Subtly, Downie and The Hip inspired my own love for storytelling.

I think of the song Wheat Kings and the true story of (the wrongfully convicted) David Milgaard, for instance, or the song Fifty-Mission Cap telling the true story of Bill Barilko.

Barilko was a hockey player for the Toronto Maple Leafs who won the Stanley Cup in 1951, and mysteriously disappeared four months later.

“The last goal he ever scored won the Leafs the Cup.”

Above is a great example of a lyric many Canadians know, but maybe lack the context. We’ve learned parts of Canadian history simply because The Hip introduced us to the stories.

In April 2016, Downie was diagnosed with glioblastoma — brain cancer — an incurable form of the disease.

It was hard to see a Canadian icon could be taken far too soon. Downie’s pain was maybe best represented by the opening lyrics to one of The Hip’s more recent songs:

“Just give me the news. It can all be lies.”

Rather than wallow in the shadow of his terminal illness, Downie and company hit the road. The CBC broadcast The Hip’s last ever show on Aug. 20 in their hometown of Kingston.

A big part of The Hip’s final tour was drawing attention to reconciliation with our nation’s indigenous peoples. In October 2016, Downie released a multimedia project called Secret Path, inspired by the story of Charlie Wenjack: a First Nations boy who died escaping from a residential school near Kenora, Ontario.

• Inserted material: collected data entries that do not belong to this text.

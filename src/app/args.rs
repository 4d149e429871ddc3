use clap::{Parser, Subcommand};
use std::path::PathBuf;

#[derive(Parser, Debug, Clone)]
#[command(name = "device-console")]
#[command(about = "Tails a device log file and shows it as a color-coded console")]
pub struct AppArgs {
    #[command(subcommand)]
    pub command: Option<Command>,

    #[arg(
        long,
        global = true,
        help = "Log file to tail (defaults to <data-dir>/idevice_log.txt)"
    )]
    pub log_file: Option<PathBuf>,

    #[arg(long, global = true, default_value = ".", help = "Data directory")]
    pub data_dir: PathBuf,

    #[arg(long, global = true, help = "Seconds between polls of the log file")]
    pub interval: Option<u64>,

    #[arg(long, global = true, help = "Maximum number of entries kept in memory")]
    pub max_entries: Option<usize>,

    #[arg(long, global = true, help = "Start with auto scroll disabled")]
    pub no_auto_scroll: bool,

    #[arg(long, global = true, help = "Config file path")]
    pub config: Option<PathBuf>,

    #[arg(long, global = true, help = "Disable colored output in follow mode")]
    pub no_color: bool,
}

#[derive(Subcommand, Debug, Clone, Copy, PartialEq, Eq, Default)]
pub enum Command {
    /// Interactive full-screen console (default)
    #[default]
    Tui,
    /// Load the log once and print the copy-all text
    Dump,
    /// Print entries as they arrive until interrupted
    Follow,
}

impl AppArgs {
    pub fn from_cli() -> Self {
        <Self as Parser>::parse()
    }

    pub fn command(&self) -> Command {
        self.command.unwrap_or_default()
    }
}

#[cfg(test)]
mod tests {
    use super::*;

    #[test]
    fn defaults_to_the_interactive_console() {
        let args = AppArgs::try_parse_from(["device-console"]).unwrap();
        assert_eq!(args.command(), Command::Tui);
        assert_eq!(args.data_dir, PathBuf::from("."));
        assert!(args.interval.is_none());
        assert!(!args.no_auto_scroll);
    }

    #[test]
    fn global_options_follow_the_subcommand() {
        let args = AppArgs::try_parse_from([
            "device-console",
            "follow",
            "--interval",
            "5",
            "--log-file",
            "/tmp/device.log",
            "--no-color",
        ])
        .unwrap();
        assert_eq!(args.command(), Command::Follow);
        assert_eq!(args.interval, Some(5));
        assert_eq!(args.log_file, Some(PathBuf::from("/tmp/device.log")));
        assert!(args.no_color);
    }
}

In the last 50 years, roughly 7,000 Canadians from all walks of life have been invested into the Order. Their contributions are varied, yet they have all enriched the lives of others and embodied the motto of the Order: Desiderantes Meliorem Patiram, meaning, “They desire a better country.”

Downie is an inspiration, and he’s right in his mentality. In his efforts he’s shown me we can have a better country — if we want it.

And just like he used to sing with The Hip, “Armed with will and determination, and grace, too.”